- _Task brief_: A verbatim reproduction of the lines below, from the line containing "use crate::registry::StringCoercing;" through the line containing "use crate::spec::ENTITY_UNION_NAME;", both ends included, is the whole required output.

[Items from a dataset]
□ □ □ □ □ □ □

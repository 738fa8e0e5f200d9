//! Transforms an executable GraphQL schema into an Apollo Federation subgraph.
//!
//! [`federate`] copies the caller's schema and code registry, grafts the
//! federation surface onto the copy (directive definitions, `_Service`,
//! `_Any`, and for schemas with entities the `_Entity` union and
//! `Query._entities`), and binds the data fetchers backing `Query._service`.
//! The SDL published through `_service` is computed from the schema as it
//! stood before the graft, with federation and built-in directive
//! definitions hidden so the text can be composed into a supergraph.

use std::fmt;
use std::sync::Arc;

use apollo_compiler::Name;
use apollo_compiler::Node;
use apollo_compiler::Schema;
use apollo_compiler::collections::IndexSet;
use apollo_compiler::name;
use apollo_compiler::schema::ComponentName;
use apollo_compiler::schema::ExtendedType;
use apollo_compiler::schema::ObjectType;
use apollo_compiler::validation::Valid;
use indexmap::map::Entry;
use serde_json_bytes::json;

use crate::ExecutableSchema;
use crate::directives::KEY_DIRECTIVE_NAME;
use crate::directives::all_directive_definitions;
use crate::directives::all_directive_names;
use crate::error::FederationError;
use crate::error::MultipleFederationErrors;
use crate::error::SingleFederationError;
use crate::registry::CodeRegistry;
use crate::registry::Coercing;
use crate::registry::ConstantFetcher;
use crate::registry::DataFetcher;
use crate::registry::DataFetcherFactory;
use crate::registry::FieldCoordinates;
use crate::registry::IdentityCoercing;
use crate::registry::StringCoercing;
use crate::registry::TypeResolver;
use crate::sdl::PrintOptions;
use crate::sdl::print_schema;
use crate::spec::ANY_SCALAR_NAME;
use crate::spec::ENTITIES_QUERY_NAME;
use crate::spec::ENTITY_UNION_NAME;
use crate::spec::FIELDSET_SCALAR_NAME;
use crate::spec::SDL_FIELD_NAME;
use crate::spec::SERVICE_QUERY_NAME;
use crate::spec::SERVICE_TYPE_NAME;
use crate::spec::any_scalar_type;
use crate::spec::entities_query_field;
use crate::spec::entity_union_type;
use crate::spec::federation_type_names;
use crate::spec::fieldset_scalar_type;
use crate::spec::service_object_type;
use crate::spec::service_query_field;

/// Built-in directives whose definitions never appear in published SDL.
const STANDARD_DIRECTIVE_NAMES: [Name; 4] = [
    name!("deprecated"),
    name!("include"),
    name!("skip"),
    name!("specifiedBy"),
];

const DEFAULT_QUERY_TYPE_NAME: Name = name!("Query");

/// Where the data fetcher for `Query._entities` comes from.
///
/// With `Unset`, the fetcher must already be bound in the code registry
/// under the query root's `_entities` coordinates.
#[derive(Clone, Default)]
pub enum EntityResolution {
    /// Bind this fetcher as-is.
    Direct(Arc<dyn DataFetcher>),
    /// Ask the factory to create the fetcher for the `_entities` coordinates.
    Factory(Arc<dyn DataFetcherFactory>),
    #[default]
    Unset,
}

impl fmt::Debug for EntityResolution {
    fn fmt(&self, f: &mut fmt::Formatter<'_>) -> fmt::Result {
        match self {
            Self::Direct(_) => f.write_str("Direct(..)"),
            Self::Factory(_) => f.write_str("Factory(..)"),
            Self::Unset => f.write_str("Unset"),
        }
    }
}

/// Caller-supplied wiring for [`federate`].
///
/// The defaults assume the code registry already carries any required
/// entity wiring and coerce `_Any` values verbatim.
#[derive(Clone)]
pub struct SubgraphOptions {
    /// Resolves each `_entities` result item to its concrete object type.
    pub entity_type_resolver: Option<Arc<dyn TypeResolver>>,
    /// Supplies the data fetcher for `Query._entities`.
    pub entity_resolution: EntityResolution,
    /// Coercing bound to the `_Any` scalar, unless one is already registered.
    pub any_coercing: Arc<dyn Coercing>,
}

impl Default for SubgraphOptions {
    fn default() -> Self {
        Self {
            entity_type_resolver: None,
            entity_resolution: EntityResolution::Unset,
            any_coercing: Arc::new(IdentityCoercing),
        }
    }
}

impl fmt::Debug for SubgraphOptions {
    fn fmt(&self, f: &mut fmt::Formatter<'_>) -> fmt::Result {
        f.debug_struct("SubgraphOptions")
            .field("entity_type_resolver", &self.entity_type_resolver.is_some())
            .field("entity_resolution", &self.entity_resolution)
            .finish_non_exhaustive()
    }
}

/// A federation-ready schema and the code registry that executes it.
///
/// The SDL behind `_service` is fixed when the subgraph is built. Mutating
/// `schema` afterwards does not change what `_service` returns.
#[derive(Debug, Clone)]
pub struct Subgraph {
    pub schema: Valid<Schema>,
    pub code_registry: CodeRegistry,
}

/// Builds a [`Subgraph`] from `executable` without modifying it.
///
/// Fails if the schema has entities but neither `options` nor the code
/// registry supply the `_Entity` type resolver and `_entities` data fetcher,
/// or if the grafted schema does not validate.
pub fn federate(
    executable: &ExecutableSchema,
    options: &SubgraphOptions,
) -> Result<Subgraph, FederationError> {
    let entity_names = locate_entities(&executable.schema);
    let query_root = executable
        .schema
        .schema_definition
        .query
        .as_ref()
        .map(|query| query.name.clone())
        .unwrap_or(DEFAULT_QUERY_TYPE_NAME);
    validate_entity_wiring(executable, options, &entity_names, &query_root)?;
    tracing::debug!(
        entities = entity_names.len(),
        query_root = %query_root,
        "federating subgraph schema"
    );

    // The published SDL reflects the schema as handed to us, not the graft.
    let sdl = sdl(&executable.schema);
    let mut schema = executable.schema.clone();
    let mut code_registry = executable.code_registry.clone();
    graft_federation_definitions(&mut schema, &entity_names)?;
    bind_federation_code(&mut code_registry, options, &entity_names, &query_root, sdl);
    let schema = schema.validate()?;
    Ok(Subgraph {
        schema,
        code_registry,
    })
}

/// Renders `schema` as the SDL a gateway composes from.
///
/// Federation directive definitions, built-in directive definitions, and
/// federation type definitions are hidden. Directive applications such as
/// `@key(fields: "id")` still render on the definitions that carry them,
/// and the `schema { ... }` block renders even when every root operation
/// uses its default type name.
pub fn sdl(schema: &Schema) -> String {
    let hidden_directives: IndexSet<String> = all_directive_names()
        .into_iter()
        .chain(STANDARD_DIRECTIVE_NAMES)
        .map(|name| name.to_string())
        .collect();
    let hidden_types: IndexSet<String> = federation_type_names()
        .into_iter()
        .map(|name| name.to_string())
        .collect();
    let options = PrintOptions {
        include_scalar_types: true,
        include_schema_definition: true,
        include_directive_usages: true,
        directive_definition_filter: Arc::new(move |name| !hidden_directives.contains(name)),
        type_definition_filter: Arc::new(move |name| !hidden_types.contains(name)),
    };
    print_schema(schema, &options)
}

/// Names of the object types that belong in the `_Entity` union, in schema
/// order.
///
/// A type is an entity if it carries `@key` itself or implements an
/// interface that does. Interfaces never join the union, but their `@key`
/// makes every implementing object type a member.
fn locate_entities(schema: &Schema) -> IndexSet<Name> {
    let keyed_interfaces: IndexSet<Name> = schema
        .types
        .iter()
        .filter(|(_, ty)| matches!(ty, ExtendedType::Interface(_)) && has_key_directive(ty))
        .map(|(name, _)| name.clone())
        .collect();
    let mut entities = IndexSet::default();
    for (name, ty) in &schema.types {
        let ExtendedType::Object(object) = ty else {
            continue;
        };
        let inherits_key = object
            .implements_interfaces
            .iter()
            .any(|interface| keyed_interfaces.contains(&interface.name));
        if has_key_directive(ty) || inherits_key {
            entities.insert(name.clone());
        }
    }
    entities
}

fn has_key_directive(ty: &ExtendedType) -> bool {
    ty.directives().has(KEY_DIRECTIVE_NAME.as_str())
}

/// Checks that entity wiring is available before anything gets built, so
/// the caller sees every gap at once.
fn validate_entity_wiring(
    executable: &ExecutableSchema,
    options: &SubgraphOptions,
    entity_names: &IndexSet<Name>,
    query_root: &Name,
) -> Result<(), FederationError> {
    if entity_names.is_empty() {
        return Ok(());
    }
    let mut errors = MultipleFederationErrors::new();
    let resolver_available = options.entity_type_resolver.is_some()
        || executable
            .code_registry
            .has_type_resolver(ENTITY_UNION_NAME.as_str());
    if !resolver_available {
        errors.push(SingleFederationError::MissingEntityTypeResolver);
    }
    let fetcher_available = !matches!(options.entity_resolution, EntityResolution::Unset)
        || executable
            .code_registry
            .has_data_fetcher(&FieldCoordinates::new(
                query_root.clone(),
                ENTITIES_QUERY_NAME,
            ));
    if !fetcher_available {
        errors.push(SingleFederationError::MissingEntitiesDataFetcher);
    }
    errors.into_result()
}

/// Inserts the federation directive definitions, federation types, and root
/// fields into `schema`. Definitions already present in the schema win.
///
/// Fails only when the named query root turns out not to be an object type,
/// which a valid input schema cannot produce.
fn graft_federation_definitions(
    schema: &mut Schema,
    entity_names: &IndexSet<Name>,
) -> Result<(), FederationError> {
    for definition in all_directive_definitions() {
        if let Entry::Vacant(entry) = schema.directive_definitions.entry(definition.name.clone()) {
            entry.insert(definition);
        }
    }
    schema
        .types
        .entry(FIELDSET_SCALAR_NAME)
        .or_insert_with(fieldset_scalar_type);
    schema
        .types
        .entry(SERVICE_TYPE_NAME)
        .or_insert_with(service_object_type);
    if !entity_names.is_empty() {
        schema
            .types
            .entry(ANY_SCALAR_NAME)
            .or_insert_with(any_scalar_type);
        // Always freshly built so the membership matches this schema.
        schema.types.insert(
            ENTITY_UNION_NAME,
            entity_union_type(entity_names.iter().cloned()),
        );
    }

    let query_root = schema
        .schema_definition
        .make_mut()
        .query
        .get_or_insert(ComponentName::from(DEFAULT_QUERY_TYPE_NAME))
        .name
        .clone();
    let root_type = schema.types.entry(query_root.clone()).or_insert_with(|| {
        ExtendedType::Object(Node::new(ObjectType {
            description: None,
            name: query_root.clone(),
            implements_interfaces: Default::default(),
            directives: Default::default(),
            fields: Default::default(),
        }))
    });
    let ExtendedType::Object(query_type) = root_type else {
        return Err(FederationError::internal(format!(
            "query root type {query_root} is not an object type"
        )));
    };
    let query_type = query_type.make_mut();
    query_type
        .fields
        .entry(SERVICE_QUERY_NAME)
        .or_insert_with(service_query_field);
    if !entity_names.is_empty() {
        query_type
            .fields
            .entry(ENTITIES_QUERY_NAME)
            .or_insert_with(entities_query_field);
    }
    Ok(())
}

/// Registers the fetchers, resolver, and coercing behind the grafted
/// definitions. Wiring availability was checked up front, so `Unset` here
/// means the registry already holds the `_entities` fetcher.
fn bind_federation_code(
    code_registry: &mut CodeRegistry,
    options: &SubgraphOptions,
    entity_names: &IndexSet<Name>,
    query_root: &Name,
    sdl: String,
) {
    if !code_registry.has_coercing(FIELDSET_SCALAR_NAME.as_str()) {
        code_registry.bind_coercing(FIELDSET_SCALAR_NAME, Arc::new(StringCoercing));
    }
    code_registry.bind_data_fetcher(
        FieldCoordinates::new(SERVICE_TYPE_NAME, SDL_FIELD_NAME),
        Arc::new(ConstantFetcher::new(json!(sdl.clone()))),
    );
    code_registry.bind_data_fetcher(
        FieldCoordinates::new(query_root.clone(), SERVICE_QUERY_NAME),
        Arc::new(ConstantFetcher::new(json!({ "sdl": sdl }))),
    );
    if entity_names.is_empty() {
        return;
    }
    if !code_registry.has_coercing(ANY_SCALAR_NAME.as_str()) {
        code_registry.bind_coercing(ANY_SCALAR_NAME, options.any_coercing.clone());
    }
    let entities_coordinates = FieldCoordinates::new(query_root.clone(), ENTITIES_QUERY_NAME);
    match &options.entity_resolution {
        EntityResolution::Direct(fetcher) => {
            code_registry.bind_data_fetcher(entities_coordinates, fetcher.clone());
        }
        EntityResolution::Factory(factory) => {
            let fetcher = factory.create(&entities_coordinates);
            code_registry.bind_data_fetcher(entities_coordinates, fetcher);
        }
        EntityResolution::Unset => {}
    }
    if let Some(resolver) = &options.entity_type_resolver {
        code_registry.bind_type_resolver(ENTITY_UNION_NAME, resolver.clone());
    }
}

□ □ □ □ □ □ □

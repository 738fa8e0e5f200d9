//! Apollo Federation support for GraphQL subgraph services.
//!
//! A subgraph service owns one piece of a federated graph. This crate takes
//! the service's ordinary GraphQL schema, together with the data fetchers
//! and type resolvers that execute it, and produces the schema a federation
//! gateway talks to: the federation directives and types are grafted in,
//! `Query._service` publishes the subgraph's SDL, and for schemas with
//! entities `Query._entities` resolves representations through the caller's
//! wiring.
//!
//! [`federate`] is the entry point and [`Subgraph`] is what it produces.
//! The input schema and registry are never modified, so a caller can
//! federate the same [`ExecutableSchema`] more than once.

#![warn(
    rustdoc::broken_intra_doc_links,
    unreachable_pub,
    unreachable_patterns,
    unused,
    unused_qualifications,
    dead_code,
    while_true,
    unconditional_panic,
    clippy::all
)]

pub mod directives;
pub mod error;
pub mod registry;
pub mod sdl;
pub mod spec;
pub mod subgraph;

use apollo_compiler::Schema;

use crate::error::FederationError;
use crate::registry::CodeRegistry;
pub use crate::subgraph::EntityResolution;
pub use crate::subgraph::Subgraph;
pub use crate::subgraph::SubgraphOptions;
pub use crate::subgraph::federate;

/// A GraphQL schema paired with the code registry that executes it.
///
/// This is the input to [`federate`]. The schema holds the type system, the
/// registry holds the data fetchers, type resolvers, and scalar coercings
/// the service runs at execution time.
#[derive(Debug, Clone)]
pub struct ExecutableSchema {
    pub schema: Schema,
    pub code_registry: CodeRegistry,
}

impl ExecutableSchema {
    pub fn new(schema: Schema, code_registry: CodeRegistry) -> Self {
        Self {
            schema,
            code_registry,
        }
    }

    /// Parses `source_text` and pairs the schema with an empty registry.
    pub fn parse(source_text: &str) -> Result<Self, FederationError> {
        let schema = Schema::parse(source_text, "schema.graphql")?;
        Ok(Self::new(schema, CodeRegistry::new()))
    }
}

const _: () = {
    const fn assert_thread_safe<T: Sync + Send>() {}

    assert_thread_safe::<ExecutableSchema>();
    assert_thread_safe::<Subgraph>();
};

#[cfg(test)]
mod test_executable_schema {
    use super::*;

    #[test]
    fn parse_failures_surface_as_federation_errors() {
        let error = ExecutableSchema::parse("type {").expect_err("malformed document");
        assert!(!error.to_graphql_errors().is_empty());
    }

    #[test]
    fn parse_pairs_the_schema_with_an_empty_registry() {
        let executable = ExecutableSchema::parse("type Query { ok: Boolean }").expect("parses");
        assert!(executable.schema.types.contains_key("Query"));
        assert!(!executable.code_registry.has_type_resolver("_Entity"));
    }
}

□ □ □ □ □ □ □

- _Answer section_:
use crate::registry::StringCoercing;
use crate::registry::TypeResolver;
use crate::sdl::PrintOptions;
use crate::sdl::print_schema;
use crate::spec::ANY_SCALAR_NAME;
use crate::spec::ENTITIES_QUERY_NAME;
use crate::spec::ENTITY_UNION_NAME;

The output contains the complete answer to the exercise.